* What is being asked: The result should be every line in the data below that carries the string "EncapsulatedAssertion".

* Data records:
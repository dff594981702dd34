//! Entity categories handled by the installer

use std::fmt;

use serde::{Deserialize, Serialize};

/// One of the configuration entity categories a bundle can carry
///
/// Variants are declared in install order, so the derived `Ord` doubles as
/// the stage order.
#[derive(Debug, Clone, Copy, PartialEq, Eq, PartialOrd, Ord, Hash, Serialize, Deserialize)]
#[serde(rename_all = "snake_case")]
pub enum EntityCategory {
    Folder,
    TrustedCertificate,
    JdbcConnection,
    EncapsulatedAssertion,
    Policy,
    Service,
}

impl EntityCategory {
    pub const ALL: [EntityCategory; 6] = [
        EntityCategory::Folder,
        EntityCategory::TrustedCertificate,
        EntityCategory::JdbcConnection,
        EntityCategory::EncapsulatedAssertion,
        EntityCategory::Policy,
        EntityCategory::Service,
    ];

    /// Human-readable singular label
    pub fn label(self) -> &'static str {
        match self {
            EntityCategory::Folder => "folder",
            EntityCategory::TrustedCertificate => "trusted certificate",
            EntityCategory::JdbcConnection => "JDBC connection",
            EntityCategory::EncapsulatedAssertion => "encapsulated assertion",
            EntityCategory::Policy => "policy",
            EntityCategory::Service => "service",
        }
    }

    /// Human-readable plural label
    pub fn plural(self) -> &'static str {
        match self {
            EntityCategory::Folder => "folders",
            EntityCategory::TrustedCertificate => "trusted certificates",
            EntityCategory::JdbcConnection => "JDBC connections",
            EntityCategory::EncapsulatedAssertion => "encapsulated assertions",
            EntityCategory::Policy => "policies",
            EntityCategory::Service => "services",
        }
    }

    /// Whether other entities reference members of this category by GUID
    pub fn is_guid_referenced(self) -> bool {
        matches!(
            self,
            EntityCategory::EncapsulatedAssertion | EntityCategory::Policy
        )
    }
}

impl fmt::Display for EntityCategory {
    fn fmt(&self, f: &mut fmt::Formatter<'_>) -> fmt::Result {
        f.write_str(self.label())
    }
}

#[cfg(test)]
mod tests {
    use super::*;

    #[test]
    fn test_order_matches_install_order() {
        let mut sorted = EntityCategory::ALL;
        sorted.sort();
        assert_eq!(sorted, EntityCategory::ALL);
        assert!(EntityCategory::Folder < EntityCategory::Service);
    }

    #[test]
    fn test_serde_names() {
        let yaml = serde_yaml::to_string(&EntityCategory::JdbcConnection).unwrap();
        assert_eq!(yaml.trim(), "jdbc_connection");
        let parsed: EntityCategory = serde_yaml::from_str("encapsulated_assertion").unwrap();
        assert_eq!(parsed, EntityCategory::EncapsulatedAssertion);
    }

    #[test]
    fn test_guid_referenced_categories() {
        assert!(EntityCategory::Policy.is_guid_referenced());
        assert!(EntityCategory::EncapsulatedAssertion.is_guid_referenced());
        assert!(!EntityCategory::Service.is_guid_referenced());
        assert!(!EntityCategory::JdbcConnection.is_guid_referenced());
    }
}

* Expected answer:
    EncapsulatedAssertion,
        EntityCategory::EncapsulatedAssertion,
            EntityCategory::EncapsulatedAssertion => "encapsulated assertion",
            EntityCategory::EncapsulatedAssertion => "encapsulated assertions",
            EntityCategory::EncapsulatedAssertion | EntityCategory::Policy
        assert_eq!(parsed, EntityCategory::EncapsulatedAssertion);
        assert!(EntityCategory::EncapsulatedAssertion.is_guid_referenced());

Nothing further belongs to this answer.